## Description of the task
For the records below, print the lines from the line with "use crate::error::Result;" through the line with "let subset = subset.unwrap_or(&meta.def_subset);" exactly as written; include both end lines and exclude the rest.

[Stored data]
##############################

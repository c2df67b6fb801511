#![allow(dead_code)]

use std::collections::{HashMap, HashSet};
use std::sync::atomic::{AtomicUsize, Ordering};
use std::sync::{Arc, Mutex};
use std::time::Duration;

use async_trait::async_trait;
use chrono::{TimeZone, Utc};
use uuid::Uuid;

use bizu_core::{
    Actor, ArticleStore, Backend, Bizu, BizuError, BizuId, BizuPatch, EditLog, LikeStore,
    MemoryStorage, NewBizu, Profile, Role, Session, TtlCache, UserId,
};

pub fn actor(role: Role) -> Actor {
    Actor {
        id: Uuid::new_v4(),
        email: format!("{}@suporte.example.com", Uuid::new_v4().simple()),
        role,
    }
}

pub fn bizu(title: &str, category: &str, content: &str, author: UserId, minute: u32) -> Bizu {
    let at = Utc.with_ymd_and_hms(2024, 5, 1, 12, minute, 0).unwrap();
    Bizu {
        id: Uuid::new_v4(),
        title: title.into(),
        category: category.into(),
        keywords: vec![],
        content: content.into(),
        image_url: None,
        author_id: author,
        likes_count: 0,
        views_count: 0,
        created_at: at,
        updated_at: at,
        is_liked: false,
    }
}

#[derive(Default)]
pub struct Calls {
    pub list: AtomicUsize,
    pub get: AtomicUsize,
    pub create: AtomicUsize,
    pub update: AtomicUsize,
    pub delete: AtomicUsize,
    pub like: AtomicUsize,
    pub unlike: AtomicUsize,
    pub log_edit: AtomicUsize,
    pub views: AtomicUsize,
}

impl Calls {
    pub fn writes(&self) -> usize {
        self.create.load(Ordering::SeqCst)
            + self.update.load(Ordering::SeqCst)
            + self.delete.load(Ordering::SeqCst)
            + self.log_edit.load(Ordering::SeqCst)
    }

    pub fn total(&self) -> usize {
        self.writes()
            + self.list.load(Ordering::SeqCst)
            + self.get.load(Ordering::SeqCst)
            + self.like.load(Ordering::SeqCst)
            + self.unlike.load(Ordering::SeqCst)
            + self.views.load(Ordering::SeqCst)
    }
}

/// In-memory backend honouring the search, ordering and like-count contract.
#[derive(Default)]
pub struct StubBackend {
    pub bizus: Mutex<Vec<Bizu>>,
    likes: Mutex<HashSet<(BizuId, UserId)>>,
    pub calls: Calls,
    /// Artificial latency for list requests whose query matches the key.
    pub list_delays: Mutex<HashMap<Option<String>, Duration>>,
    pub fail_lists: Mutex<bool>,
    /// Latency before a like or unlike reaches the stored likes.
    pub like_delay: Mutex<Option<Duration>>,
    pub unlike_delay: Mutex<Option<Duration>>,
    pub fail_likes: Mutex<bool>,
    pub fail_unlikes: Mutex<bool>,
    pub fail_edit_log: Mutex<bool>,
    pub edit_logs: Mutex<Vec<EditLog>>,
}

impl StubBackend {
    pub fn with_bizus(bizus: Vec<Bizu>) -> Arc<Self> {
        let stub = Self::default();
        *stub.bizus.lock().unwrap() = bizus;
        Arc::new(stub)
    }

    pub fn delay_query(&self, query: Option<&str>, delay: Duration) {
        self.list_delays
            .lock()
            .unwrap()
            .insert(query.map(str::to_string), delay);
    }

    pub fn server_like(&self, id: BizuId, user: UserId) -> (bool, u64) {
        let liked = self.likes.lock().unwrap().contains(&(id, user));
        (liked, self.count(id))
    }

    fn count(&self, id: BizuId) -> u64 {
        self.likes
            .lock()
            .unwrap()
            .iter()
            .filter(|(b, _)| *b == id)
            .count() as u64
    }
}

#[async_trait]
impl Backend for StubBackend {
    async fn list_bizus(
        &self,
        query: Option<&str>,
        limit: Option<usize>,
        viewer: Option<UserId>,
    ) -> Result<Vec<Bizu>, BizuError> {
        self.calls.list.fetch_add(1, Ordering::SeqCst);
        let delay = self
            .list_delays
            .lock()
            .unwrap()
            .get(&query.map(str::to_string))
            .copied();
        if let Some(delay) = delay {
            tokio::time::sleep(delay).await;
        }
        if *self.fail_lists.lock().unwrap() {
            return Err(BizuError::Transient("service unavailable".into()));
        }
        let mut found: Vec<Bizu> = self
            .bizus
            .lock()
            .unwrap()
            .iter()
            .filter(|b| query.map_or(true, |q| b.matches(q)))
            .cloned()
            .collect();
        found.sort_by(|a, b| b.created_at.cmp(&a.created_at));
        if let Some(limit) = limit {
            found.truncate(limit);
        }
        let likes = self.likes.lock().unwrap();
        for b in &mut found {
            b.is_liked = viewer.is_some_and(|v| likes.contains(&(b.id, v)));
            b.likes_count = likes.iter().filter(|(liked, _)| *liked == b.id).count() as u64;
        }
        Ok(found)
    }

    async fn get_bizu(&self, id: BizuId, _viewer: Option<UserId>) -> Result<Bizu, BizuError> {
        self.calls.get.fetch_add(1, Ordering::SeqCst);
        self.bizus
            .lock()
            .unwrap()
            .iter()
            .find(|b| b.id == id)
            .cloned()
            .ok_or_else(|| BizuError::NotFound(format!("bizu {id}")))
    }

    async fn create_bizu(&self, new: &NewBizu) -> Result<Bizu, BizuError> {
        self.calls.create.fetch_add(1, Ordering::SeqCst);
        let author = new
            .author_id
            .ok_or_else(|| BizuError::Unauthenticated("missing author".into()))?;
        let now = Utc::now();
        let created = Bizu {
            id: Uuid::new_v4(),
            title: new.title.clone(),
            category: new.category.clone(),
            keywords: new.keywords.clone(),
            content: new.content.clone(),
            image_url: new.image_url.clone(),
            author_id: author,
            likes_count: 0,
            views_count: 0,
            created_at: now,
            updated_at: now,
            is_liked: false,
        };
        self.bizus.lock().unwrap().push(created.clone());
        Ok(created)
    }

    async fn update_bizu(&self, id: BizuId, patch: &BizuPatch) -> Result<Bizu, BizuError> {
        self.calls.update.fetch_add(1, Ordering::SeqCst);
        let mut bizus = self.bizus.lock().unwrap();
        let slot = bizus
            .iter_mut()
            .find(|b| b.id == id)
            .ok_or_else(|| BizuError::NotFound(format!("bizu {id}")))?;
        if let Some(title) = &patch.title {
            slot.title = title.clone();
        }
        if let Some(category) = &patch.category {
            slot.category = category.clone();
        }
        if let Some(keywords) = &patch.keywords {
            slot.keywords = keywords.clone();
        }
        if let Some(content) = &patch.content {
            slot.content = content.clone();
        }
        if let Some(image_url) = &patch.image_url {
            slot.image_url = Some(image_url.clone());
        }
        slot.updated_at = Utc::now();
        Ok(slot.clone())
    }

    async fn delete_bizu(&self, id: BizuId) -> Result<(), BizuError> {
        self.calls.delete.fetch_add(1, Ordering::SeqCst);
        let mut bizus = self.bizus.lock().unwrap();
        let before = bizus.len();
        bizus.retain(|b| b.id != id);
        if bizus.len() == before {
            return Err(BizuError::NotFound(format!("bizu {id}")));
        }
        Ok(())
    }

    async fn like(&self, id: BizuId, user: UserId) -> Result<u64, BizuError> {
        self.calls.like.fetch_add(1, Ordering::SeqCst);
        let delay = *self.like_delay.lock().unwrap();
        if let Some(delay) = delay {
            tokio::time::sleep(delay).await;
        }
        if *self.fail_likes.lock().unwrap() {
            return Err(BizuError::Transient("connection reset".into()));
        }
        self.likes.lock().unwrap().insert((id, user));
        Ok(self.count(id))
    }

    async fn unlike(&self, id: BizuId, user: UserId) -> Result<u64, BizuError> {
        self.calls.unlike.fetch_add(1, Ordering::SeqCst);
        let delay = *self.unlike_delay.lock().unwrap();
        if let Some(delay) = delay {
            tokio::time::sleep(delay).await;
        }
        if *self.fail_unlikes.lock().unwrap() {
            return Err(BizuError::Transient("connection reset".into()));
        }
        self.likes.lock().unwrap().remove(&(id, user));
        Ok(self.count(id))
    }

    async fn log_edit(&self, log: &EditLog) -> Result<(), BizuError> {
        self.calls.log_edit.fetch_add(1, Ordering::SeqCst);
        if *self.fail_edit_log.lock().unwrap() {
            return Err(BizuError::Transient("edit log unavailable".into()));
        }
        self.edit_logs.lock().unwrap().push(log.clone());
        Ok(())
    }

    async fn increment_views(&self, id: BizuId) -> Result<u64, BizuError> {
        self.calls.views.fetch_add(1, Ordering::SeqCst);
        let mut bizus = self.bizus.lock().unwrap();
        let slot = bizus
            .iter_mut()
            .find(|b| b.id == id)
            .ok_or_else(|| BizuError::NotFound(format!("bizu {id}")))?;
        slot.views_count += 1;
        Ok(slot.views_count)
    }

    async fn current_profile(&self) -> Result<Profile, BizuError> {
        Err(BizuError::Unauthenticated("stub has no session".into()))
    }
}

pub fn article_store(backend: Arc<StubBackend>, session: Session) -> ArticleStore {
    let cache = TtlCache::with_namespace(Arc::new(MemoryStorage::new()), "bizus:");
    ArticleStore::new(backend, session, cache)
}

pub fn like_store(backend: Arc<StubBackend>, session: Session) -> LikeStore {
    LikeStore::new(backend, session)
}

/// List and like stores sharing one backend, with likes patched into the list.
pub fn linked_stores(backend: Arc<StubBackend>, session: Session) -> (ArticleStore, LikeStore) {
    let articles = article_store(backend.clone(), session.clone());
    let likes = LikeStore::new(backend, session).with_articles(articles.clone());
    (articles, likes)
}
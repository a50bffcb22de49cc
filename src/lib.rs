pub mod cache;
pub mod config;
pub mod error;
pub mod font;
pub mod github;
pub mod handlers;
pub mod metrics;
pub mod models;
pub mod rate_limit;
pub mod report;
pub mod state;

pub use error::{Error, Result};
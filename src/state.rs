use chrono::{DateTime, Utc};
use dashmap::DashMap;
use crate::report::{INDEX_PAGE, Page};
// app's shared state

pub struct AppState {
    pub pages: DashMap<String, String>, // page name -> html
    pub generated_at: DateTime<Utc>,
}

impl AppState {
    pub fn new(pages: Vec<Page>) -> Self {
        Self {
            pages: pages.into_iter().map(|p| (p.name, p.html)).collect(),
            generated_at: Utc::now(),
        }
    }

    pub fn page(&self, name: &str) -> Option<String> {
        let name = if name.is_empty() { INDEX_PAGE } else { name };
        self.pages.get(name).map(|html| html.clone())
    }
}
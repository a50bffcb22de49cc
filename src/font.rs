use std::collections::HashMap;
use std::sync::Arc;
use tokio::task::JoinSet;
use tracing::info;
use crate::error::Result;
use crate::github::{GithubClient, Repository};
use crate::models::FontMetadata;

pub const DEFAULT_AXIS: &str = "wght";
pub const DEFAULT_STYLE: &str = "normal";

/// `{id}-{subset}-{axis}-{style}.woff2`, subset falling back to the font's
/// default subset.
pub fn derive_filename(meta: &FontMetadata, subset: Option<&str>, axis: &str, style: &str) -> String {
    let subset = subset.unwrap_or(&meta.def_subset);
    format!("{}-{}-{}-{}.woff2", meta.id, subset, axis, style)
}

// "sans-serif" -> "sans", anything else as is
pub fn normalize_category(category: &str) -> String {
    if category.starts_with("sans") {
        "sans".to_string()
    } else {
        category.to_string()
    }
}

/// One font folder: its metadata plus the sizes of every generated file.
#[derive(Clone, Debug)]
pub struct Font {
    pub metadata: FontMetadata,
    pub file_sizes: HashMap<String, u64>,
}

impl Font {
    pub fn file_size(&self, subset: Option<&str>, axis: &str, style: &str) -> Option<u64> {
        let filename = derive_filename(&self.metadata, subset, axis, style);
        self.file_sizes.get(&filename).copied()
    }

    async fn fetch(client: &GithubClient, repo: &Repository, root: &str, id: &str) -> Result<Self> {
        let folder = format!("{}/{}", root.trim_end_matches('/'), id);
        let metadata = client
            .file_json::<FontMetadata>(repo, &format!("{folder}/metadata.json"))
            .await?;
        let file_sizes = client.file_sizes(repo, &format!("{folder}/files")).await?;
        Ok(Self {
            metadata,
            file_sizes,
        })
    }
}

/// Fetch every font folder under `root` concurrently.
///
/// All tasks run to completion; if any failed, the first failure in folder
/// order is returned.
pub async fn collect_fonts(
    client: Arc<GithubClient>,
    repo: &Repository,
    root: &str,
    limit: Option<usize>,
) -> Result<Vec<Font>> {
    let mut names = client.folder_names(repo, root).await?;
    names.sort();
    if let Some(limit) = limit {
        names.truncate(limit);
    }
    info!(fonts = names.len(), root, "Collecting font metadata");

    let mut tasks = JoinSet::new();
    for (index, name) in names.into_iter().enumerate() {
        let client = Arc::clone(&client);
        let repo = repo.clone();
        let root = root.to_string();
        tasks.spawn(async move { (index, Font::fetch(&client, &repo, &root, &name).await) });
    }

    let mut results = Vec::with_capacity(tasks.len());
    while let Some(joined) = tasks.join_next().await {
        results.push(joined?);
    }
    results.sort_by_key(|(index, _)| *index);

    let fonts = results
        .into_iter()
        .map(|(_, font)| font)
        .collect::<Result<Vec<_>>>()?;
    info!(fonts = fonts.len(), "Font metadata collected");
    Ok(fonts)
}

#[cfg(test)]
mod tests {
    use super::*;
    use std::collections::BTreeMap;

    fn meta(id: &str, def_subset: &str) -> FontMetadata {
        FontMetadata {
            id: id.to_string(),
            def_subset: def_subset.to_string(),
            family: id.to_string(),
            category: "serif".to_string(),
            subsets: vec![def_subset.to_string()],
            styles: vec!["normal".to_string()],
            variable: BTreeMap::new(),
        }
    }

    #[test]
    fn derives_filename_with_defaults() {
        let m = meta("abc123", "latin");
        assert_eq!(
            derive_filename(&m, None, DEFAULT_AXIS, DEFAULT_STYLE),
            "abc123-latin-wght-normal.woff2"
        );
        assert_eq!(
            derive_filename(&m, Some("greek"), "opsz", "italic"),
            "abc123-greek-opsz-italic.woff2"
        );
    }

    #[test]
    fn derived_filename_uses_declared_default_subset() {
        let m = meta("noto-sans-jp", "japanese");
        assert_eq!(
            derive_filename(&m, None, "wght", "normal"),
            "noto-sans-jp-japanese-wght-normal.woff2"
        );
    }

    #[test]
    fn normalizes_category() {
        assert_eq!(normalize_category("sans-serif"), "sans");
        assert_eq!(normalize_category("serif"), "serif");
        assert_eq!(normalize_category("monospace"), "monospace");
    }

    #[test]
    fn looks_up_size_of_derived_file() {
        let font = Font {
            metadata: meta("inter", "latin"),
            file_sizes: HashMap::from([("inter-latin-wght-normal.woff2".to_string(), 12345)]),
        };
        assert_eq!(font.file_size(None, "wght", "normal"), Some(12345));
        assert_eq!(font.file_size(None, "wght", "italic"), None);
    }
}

##############################

## Result of this task
use crate::error::Result;
use crate::github::{GithubClient, Repository};
use crate::models::FontMetadata;

pub const DEFAULT_AXIS: &str = "wght";
pub const DEFAULT_STYLE: &str = "normal";

/// `{id}-{subset}-{axis}-{style}.woff2`, subset falling back to the font's
/// default subset.
pub fn derive_filename(meta: &FontMetadata, subset: Option<&str>, axis: &str, style: &str) -> String {
    let subset = subset.unwrap_or(&meta.def_subset);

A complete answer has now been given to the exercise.